BEGIN Source data

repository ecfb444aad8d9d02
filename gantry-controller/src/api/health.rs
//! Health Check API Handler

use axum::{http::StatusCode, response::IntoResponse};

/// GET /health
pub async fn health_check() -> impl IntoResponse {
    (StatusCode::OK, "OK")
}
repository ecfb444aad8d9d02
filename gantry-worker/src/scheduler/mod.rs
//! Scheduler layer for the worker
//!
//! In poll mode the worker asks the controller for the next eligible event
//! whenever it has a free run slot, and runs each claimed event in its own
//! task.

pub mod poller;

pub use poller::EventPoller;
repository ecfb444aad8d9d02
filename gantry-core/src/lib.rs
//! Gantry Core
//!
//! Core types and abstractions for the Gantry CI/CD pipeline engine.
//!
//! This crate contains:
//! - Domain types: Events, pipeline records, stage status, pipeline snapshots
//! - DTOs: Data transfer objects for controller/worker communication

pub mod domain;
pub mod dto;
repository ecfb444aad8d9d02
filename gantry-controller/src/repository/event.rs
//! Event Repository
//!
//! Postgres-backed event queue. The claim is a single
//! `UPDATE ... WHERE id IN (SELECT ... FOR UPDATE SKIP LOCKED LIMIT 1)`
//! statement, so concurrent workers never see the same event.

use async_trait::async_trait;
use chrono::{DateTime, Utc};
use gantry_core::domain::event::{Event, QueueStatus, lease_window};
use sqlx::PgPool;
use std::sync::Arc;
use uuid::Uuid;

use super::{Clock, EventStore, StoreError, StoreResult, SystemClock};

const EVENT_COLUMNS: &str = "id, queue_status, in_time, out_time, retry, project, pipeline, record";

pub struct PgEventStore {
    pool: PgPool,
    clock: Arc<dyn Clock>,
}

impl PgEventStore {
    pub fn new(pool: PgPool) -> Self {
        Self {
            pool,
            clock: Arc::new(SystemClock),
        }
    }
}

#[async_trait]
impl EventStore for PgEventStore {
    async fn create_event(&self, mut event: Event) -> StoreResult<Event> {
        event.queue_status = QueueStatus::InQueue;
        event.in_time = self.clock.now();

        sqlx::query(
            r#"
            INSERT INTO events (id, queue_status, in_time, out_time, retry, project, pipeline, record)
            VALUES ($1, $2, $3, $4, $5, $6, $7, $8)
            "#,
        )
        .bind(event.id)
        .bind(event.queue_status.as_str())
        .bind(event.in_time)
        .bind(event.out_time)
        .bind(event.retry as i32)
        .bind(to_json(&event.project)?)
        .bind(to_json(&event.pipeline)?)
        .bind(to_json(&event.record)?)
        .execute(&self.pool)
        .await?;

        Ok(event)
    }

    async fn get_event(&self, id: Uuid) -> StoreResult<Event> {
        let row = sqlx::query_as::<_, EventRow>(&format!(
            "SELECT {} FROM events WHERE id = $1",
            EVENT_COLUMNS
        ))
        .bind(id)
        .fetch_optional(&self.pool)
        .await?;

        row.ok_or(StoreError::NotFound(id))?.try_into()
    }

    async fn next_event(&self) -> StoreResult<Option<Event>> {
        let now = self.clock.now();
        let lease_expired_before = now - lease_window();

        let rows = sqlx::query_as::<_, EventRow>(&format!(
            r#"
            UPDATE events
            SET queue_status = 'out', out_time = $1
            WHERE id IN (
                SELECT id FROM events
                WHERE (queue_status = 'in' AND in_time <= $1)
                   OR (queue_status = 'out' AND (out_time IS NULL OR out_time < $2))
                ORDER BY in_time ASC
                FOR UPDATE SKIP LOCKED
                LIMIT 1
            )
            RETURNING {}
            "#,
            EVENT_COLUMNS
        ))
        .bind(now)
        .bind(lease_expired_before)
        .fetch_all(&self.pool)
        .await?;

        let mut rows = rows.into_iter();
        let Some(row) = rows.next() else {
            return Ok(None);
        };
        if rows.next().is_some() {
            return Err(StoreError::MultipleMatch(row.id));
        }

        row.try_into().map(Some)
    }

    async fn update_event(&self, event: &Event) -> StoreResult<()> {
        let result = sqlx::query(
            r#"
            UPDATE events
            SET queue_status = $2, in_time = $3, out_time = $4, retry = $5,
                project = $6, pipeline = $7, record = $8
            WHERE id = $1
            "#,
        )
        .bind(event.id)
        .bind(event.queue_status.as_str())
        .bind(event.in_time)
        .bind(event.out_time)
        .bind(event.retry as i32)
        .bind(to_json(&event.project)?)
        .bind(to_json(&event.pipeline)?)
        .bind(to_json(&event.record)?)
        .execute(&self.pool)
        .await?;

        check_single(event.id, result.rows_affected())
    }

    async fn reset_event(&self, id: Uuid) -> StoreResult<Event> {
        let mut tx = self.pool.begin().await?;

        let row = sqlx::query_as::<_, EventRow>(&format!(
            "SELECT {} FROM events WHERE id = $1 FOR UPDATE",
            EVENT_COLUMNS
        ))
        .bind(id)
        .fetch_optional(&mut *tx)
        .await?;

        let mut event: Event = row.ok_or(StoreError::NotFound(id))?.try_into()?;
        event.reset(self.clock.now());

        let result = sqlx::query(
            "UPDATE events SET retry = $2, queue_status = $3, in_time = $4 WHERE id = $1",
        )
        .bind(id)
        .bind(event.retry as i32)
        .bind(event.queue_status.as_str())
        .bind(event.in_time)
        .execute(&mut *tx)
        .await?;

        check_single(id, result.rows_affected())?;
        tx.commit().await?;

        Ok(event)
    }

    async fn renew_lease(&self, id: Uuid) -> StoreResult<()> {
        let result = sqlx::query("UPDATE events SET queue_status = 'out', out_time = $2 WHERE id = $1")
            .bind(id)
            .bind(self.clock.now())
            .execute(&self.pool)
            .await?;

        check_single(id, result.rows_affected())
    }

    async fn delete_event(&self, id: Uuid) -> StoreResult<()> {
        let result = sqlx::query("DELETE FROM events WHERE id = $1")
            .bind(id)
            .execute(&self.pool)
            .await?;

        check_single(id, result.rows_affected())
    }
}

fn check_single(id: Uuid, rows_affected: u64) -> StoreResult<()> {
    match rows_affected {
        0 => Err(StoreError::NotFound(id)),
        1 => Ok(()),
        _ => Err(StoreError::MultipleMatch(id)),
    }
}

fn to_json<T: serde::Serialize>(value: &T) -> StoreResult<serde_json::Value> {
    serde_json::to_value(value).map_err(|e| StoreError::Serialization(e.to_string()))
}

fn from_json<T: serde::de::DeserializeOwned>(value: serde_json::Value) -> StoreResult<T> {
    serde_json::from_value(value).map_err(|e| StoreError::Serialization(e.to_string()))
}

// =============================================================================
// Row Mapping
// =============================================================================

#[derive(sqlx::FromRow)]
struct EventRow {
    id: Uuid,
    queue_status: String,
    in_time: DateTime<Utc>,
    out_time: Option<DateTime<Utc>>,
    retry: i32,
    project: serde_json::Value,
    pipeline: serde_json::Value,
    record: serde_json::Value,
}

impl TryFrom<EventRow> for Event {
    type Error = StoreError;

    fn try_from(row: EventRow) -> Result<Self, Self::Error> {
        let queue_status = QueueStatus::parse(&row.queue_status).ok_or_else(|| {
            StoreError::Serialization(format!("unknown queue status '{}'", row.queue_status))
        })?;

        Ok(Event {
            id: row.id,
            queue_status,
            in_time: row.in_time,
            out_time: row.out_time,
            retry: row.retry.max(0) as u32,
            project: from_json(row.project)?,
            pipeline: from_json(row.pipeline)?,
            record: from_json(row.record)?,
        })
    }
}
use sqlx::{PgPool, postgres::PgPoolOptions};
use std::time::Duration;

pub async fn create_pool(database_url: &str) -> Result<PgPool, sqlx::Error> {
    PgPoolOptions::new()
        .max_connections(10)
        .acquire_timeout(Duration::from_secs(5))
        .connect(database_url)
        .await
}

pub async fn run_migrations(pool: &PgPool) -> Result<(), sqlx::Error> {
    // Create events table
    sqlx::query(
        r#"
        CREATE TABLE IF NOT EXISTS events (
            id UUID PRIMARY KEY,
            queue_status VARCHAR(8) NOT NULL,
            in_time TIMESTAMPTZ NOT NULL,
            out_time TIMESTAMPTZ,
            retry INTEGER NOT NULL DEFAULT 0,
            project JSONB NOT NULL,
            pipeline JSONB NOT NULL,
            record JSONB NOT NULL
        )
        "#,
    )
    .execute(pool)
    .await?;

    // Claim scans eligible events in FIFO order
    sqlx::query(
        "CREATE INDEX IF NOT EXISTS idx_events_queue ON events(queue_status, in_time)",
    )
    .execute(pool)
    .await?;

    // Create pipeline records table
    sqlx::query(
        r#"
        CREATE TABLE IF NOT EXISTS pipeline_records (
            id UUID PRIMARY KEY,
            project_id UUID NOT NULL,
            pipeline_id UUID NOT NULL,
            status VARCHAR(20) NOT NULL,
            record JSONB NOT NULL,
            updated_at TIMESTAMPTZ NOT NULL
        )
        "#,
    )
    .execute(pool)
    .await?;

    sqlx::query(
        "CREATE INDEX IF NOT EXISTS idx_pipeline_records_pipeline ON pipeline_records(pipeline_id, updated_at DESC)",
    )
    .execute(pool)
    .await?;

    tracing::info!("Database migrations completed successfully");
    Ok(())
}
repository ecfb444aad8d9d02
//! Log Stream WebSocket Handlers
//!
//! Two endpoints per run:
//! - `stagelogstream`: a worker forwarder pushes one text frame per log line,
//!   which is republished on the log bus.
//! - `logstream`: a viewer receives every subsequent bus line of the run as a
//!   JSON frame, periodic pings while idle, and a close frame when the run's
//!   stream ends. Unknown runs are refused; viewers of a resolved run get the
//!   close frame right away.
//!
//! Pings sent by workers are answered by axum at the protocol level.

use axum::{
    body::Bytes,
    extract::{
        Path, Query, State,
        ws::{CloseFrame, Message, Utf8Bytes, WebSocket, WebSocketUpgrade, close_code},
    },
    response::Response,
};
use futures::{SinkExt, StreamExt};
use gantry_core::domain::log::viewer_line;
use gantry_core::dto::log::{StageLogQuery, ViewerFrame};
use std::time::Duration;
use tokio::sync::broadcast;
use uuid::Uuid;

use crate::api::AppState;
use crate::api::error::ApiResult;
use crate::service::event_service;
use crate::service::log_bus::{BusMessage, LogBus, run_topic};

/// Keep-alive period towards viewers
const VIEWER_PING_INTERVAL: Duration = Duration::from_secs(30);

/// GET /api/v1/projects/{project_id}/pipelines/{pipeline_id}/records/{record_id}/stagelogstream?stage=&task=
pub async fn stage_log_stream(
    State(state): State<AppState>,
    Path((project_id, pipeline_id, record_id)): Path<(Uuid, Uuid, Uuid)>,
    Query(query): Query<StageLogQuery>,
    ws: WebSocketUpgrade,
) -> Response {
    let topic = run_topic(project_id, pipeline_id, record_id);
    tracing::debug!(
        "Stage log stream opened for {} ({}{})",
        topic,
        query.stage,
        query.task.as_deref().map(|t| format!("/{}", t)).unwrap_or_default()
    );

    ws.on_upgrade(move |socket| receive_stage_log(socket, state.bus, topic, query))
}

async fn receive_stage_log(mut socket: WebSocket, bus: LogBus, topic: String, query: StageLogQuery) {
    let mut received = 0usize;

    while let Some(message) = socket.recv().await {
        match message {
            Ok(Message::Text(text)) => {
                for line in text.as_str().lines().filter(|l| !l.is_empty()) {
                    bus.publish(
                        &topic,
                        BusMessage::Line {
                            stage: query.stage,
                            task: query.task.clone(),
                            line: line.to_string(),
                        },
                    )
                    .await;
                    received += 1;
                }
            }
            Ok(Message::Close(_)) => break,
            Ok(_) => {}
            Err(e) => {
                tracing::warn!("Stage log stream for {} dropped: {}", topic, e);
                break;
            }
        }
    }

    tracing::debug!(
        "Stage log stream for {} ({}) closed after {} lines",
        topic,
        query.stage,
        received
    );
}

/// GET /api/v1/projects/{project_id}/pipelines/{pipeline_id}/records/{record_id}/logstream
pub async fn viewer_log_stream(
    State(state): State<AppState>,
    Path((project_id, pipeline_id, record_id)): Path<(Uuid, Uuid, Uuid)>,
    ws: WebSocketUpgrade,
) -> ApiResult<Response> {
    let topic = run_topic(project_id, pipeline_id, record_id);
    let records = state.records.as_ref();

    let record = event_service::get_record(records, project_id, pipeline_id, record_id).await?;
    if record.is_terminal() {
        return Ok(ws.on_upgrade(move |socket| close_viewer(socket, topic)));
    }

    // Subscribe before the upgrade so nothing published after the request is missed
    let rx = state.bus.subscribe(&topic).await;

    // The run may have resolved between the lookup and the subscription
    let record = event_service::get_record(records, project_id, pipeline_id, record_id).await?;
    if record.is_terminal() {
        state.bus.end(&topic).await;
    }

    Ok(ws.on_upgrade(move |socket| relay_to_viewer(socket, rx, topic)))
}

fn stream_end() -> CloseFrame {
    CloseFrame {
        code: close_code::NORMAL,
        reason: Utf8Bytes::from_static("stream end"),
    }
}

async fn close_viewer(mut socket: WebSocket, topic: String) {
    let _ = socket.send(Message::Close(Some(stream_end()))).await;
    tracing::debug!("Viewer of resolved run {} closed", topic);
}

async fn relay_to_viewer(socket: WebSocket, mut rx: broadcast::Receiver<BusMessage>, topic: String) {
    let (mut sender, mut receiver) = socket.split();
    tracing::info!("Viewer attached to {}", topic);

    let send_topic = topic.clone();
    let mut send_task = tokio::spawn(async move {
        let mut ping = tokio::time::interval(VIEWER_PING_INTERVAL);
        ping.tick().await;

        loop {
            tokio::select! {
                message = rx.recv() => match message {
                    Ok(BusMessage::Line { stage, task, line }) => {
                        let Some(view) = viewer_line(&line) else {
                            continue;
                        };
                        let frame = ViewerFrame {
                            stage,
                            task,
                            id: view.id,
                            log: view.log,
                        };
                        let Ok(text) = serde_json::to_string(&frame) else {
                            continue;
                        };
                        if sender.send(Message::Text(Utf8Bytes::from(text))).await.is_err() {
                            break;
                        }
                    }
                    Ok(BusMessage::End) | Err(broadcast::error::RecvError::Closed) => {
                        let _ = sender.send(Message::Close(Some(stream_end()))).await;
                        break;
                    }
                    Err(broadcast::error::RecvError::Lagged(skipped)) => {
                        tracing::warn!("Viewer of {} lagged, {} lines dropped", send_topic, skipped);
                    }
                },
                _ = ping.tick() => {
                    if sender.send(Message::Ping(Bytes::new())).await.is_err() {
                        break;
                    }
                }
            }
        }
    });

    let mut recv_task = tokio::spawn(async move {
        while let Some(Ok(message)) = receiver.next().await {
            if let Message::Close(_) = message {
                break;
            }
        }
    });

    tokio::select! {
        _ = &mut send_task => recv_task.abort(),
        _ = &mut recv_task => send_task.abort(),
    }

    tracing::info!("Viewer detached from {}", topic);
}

END Source data

> **Aim of the exercise**
Pull out each line of the listing that holds the string "runs".

> **Written answer**
//! whenever it has a free run slot, and runs each claimed event in its own
//!   stream ends. Unknown runs are refused; viewers of a resolved run get the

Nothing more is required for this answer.